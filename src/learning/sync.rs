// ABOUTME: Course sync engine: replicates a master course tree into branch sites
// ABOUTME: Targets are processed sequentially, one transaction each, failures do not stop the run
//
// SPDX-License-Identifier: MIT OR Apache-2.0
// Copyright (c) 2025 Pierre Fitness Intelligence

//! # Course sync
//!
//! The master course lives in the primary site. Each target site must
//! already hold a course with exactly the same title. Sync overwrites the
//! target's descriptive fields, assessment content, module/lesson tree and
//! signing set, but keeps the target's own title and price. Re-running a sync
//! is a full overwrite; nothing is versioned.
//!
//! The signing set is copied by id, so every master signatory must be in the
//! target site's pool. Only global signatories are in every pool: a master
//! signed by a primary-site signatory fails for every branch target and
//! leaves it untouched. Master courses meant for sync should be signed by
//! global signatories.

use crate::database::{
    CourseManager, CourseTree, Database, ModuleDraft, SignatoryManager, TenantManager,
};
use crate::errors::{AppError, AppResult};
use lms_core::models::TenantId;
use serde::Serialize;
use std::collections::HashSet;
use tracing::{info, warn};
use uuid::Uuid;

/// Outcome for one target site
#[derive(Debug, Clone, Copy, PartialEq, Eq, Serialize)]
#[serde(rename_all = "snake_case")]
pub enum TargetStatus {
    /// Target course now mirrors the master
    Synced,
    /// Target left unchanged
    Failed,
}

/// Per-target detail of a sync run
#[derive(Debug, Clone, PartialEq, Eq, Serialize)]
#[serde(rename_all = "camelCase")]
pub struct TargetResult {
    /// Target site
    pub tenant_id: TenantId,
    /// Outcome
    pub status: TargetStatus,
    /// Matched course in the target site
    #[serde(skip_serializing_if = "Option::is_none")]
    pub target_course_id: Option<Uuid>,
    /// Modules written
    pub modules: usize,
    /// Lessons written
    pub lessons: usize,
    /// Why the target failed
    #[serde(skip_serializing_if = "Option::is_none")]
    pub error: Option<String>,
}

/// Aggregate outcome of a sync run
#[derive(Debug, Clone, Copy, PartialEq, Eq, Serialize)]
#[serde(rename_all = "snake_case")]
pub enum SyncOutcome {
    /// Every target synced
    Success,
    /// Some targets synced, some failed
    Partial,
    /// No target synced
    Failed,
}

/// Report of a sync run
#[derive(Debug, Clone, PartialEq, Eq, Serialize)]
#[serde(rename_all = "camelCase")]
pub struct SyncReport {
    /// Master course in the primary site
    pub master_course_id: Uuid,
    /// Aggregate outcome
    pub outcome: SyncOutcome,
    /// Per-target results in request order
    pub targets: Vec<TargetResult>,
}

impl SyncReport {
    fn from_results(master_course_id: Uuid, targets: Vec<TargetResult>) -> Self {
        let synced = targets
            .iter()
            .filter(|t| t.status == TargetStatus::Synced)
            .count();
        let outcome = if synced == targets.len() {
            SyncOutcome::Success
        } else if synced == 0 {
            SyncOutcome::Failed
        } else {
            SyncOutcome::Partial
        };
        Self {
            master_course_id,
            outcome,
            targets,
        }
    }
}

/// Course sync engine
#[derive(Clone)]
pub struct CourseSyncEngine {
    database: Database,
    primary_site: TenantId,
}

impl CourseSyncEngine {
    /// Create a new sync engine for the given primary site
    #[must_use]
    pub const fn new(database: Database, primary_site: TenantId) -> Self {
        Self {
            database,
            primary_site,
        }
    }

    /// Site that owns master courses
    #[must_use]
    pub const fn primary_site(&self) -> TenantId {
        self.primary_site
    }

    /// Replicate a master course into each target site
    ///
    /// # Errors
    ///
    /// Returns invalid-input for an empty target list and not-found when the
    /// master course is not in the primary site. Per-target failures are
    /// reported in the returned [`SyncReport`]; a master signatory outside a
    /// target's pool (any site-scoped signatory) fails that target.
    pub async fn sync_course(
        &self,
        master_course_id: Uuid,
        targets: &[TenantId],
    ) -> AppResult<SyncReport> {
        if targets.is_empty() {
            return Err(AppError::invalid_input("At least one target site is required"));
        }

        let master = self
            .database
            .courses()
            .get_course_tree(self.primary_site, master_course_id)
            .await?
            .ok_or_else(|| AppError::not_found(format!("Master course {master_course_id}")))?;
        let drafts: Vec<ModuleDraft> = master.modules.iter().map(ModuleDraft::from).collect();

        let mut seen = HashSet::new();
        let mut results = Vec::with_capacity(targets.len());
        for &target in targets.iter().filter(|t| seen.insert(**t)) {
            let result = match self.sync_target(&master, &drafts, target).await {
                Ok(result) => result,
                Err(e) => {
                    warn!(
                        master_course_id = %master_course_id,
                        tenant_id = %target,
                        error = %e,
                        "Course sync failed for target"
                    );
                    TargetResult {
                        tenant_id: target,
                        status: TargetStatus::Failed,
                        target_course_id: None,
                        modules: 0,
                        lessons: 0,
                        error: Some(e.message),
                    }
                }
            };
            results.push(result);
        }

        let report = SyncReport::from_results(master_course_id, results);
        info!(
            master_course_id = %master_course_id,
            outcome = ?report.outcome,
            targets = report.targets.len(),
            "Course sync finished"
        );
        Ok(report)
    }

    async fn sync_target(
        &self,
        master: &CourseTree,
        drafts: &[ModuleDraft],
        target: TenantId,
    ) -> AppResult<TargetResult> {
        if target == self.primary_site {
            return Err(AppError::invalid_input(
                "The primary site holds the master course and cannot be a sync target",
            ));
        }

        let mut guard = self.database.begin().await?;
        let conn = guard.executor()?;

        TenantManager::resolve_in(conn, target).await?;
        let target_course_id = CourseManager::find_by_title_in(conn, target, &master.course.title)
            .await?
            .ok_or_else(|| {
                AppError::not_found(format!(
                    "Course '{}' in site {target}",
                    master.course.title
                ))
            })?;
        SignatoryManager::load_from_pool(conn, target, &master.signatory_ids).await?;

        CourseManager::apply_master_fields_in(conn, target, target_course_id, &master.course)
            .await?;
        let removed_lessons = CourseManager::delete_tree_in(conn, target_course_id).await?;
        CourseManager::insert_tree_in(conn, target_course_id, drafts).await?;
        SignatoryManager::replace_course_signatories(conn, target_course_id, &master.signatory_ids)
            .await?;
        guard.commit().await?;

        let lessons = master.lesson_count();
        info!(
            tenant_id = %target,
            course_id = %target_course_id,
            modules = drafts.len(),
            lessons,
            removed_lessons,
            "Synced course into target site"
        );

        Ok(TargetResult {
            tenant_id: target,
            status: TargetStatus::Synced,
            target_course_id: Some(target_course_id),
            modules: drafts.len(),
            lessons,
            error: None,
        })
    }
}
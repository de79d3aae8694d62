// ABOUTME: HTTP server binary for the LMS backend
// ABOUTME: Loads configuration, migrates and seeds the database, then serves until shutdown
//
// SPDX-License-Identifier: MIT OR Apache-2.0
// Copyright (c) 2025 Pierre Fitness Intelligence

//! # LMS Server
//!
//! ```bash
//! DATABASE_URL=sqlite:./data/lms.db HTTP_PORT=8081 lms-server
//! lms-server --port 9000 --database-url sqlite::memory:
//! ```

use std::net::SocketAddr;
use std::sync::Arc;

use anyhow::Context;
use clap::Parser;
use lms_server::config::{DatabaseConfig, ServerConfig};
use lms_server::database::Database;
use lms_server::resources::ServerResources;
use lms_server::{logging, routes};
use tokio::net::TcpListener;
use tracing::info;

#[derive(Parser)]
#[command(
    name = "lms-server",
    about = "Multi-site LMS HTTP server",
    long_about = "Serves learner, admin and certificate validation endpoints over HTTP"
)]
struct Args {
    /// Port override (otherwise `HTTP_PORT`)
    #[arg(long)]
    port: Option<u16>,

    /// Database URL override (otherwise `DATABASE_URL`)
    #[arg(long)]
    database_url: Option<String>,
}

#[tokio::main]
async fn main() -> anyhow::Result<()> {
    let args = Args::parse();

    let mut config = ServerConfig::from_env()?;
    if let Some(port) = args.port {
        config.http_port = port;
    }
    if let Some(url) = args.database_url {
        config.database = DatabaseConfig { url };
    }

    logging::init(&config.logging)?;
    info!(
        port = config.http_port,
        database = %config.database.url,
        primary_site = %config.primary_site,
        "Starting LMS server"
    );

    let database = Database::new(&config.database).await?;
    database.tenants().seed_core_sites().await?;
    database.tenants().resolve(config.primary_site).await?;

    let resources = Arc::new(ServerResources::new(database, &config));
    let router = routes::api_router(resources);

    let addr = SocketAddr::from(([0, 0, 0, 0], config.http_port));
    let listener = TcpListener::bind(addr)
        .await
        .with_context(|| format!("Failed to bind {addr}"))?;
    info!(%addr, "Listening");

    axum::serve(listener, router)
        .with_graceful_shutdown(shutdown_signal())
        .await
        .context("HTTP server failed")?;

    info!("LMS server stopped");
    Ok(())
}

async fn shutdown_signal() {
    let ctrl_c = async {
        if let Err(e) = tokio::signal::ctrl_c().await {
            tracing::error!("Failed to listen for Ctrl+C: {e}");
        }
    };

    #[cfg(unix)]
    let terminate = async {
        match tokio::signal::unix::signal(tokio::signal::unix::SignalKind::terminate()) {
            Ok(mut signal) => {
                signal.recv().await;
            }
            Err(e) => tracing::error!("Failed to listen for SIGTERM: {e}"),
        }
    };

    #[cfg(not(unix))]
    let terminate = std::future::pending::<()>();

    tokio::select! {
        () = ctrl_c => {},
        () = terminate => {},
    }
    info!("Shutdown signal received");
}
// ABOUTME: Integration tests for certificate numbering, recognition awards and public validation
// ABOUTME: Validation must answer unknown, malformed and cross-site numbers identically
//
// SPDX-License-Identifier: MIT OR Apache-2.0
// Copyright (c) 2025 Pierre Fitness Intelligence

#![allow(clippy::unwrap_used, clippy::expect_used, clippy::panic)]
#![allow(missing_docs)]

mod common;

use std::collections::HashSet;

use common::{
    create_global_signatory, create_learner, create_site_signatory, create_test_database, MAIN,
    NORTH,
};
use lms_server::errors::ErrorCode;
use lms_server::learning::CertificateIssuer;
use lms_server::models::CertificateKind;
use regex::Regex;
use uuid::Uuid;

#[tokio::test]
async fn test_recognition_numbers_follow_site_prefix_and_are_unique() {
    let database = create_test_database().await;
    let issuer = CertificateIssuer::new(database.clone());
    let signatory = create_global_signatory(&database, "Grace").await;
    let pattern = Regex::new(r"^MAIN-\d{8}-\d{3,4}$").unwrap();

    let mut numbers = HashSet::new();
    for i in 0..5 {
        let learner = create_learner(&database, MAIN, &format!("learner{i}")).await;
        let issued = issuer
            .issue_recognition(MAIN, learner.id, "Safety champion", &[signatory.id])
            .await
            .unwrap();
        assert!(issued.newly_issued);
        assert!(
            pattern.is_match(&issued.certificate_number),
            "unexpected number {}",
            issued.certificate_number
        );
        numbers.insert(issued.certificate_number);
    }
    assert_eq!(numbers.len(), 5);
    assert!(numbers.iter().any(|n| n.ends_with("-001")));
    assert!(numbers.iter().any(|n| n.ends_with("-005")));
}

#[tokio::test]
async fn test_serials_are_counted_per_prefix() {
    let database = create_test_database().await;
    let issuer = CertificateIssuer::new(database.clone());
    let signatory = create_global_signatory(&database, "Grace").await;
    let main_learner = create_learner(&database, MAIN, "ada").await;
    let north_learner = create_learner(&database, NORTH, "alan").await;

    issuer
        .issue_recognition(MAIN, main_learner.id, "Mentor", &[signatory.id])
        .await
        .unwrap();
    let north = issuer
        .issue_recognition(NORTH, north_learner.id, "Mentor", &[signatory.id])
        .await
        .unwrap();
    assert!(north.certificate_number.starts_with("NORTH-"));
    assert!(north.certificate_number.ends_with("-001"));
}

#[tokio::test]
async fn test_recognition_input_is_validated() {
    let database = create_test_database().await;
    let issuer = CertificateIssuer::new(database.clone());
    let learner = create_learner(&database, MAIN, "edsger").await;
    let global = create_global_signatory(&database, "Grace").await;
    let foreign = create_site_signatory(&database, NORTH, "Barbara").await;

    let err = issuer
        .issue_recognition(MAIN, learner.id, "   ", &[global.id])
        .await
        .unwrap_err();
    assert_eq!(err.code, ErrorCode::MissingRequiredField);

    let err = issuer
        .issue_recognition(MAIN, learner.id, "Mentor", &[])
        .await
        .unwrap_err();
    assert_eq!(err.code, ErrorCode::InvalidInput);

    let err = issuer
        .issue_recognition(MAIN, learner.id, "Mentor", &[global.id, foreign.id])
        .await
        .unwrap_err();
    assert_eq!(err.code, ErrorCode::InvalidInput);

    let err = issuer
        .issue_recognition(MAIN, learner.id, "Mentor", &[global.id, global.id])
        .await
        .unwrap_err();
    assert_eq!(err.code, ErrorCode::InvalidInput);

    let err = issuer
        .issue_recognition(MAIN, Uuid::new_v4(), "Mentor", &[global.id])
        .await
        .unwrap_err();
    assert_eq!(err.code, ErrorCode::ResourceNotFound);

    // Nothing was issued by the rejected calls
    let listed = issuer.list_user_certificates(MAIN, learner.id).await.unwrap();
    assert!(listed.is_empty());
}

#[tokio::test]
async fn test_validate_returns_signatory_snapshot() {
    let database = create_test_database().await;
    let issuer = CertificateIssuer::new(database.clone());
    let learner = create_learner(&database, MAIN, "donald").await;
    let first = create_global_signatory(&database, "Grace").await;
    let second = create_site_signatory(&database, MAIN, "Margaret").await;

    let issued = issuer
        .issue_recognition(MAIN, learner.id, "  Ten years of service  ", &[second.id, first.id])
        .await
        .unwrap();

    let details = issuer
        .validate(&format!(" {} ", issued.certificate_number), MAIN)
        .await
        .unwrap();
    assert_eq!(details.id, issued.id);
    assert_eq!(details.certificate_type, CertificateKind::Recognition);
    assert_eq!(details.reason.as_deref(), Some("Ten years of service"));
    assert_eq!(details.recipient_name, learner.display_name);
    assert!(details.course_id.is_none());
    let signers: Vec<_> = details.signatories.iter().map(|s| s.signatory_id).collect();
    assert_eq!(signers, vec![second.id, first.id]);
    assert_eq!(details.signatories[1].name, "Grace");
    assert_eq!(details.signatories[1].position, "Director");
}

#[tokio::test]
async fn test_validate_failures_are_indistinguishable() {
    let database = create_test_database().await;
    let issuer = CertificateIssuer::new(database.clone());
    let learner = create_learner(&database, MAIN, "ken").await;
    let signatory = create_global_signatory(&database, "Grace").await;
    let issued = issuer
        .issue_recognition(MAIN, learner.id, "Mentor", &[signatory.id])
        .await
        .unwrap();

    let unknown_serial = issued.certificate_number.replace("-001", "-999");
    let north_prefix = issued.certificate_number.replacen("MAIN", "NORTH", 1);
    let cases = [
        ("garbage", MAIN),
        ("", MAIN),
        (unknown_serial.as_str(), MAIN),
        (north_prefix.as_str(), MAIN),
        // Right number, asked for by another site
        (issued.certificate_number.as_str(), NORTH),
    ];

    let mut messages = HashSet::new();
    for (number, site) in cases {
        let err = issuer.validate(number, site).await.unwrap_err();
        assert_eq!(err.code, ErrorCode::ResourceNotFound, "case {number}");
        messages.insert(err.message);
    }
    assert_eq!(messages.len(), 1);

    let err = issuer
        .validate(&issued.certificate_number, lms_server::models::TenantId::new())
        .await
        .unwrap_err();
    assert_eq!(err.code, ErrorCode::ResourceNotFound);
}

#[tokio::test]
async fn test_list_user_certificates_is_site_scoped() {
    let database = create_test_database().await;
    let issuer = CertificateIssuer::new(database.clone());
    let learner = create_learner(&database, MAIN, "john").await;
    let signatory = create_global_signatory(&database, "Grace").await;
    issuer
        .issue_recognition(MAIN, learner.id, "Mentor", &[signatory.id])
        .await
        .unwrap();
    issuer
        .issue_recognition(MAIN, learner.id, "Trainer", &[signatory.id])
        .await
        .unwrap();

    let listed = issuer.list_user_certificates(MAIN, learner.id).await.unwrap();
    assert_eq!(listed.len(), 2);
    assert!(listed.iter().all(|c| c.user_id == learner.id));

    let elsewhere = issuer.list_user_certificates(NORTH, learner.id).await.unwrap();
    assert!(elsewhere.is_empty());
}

_ _ _

** Your instructions **
Select every line of the material above holding the word "seen" and copy it.

** Answer for the task **
        let mut seen = HashSet::new();
        for &target in targets.iter().filter(|t| seen.insert(**t)) {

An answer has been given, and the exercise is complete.